Anyways, could you explaint to me how some of these things work?

#'Inheritance'
class SchoolMember:
    '''Represents any school member.'''
    def __init__(self, name, age):
        self.name = name
        self.age = age
        print('(Initialized SchoolMember: {0})'.format(self.name))
 
    def tell(self):
        '''Tell my details.'''
        print('Name:"{0}" Age:"{1}"'.format(self.name, self.age), end=" ")
 
class Teacher(SchoolMember):
    '''Represents a teacher.'''
    def __init__(self, name, age, salary):
        SchoolMember.__init__(self, name, age)
        self.salary = salary
        print('(Initialized Teacher: {0})'.format(self.name))
 
    def tell(self):
        SchoolMember.tell(self)
        print('Salary: "{0:d}"'.format(self.salary))
 
class Student(SchoolMember):
    '''Represents a student.'''
    def __init__(self, name, age, marks):
        SchoolMember.__init__(self, name, age)
        self.marks = marks
        print('(Initialized Student: {0})'.format(self.name))
 
    def tell(self):
        SchoolMember.tell(self)
        print('Marks: "{0:d}"'.format(self.marks))
 
t = Teacher('Mr. P', 26, 80000)
s = Student('rs', 17, 99)
 
print() # prints a blank line
 
members = [t, s]
for member in members:
    member.tell() # works for both Teachers and Students

Q1. The last 3 lines on here i do not get.

def reverse(text):
    return text[::-1]
 
def is_palindrome(text):
    return text == reverse(text)
 
something = input('Enter text: ')
if (is_palindrome(something)):
    print("Yes, it is a palindrome")
else:
    print("No, it is not a palindrome")

Q2. How does "return text[::-1]" here work?

print(line, end='')

Q3. Ive seen (end=''' ) in many places but still do not know what it does

#'pickle'
 
import pickle
 shoplistfile = 'shoplist.data'

shoplist = ['apple', 'mango', 'carrot']
f = open(shoplistfile, 'wb')
pickle.dump(shoplist, f) 
f.close()
 
del shoplist 
 

f = open(shoplistfile, 'rb')
storedlist = pickle.load(f) 
print(storedlist)

Q4. Why isn't this working?

Q1: On those last three lines you're setting up a list of stuff (line 40). Then you're going into a loop that will perform the same action on each item in your list. The list that you created has a teacher and a student in it, so your for loop will perform the same action on your teacher and your student. On the last line, you're calling the tell function for the teacher and then the tell function for your student. You could have simply written t.tell() and then on the next line written s.tell(). However, what if you had a list of 1000 teachers and students? The way it is done on those last three lines is more scalable.

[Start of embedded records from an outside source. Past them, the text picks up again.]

impl CatalogSnapshot {
    pub fn paper(&self, id: &str) -> QuoteResult<&PaperGrammage> {
        self.papers
            .iter()
            .find(|p| p.id == id)
            .ok_or_else(|| QuoteError::UnknownCatalogRef {
                entity: "paper grammage",
                id: id.to_string(),
            })
    }

    pub fn color_mode(&self, id: &str) -> QuoteResult<&ColorMode> {
        self.color_modes
            .iter()
            .find(|c| c.id == id)
            .ok_or_else(|| QuoteError::UnknownCatalogRef {
                entity: "color mode",
                id: id.to_string(),
            })
    }

    pub fn binding(&self, id: &str) -> QuoteResult<&BindingType> {
        self.bindings
            .iter()
            .find(|b| b.id == id)
            .ok_or_else(|| QuoteError::UnknownCatalogRef {
                entity: "binding type",
                id: id.to_string(),
            })
    }

    pub fn fold_type(&self, id: &str) -> QuoteResult<&FoldType> {
        self.fold_types
            .iter()
            .find(|f| f.id == id)
            .ok_or_else(|| QuoteError::UnknownCatalogRef {
                entity: "fold type",
                id: id.to_string(),
            })
    }

    pub fn lamination(&self, id: &str) -> QuoteResult<&LaminationFinish> {
        self.laminations
            .iter()
            .find(|l| l.id == id)
            .ok_or_else(|| QuoteError::UnknownCatalogRef {
                entity: "lamination finish",
                id: id.to_string(),
            })
    }

    /// Delivery zone for a department code. Unknown departments map to the
    /// most expensive configured zone so a quote is never silently cheap.
    pub fn zone_for(&self, department: &str) -> u32 {
        self.departments
            .get(department)
            .copied()
            .unwrap_or_else(|| self.departments.values().copied().max().unwrap_or(1))
    }
}

// =============================================================================
// Results
// =============================================================================

/// Manufacturing method.
#[derive(Debug, Clone, Copy, PartialEq, Eq, Serialize, Deserialize)]
#[serde(rename_all = "snake_case")]
pub enum Method {
    Digital,
    Offset,
}

/// One diagnostic variable for the audit trace: the computed quantity and
/// the literal arithmetic used to reach it.
#[derive(Debug, Clone, Serialize, Deserialize)]
pub struct TraceVar {
    pub name: String,
    pub value: f64,
    pub formula: String,
}

/// Ordered trace collector passed through the pricing modules.
#[derive(Debug, Clone, Default)]
pub struct Trace(Vec<TraceVar>);

impl Trace {
    pub fn new() -> Self {
        Trace(Vec::new())
    }

    /// Records one named value with its arithmetic expression.
    pub fn push(&mut self, name: impl Into<String>, value: f64, formula: impl Into<String>) {
        self.0.push(TraceVar {
            name: name.into(),
            value,
            formula: formula.into(),
        });
    }

    pub fn into_vars(self) -> Vec<TraceVar> {
        self.0
    }
}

I'll take a little piece of it too:

Q3: 'end' is an argument of the Python2.6/3.0 print function. It tells the function what character to append to the output. I believe that by default it appends a newline character ('\n'), so end='' just tells it not to append anything.

Q2 is a slice construct I had not seen before. Apparently the full slice spec is [start : end : step] so [::-1] says I want the whole string stepping backwards.

You can slice any list or string...play with it, it is a fun syntax.

It can also be used to make a true copy of a list. Most list assignments do not make a copy, they copy a reference.

x = range(5) 
# x contains 0,1,2,3,4
y = x
y.append(7) 
# y and x both contain 0,1,2,3,4,7
# because they both refer to the same list
z = y[:]
z.append(10)
# y and x are unchanged because z doesn't refer to the same list
# z contains 0,1,2,3,4,7,10

Q2 for an expression like text[start: stop: step], if text is a string, it will return a string whith the characters text[start], text[start+step], text[start+2*step], etc, as long as start + k*step < stop if step is > 0 and start + k*step > stop if step < 0. When start is missing it defaults to 0 if step > 0 and len(text)-1 if step < 0, similarly, when stop is missing, it defaults to len(text) if step > 0 and -1 if step < 0.
In your case, both start and stop are missing, and step is < 0, so it will start from the end of the string and take all chars to the beginning of the string.
Someone please correct me if I made a mistake ;)

Someone please correct me if I made a mistake ;)

That hardly ever happens I'm sure. :)

And your description matches my empirical testing.

Thanks a lot guys, that tutorial site doesn't have proper explanations...:). One last question under this thread:D, where can i find a tutorial on 'slicing'? there seems to be a lot you can do with it apart from the basic.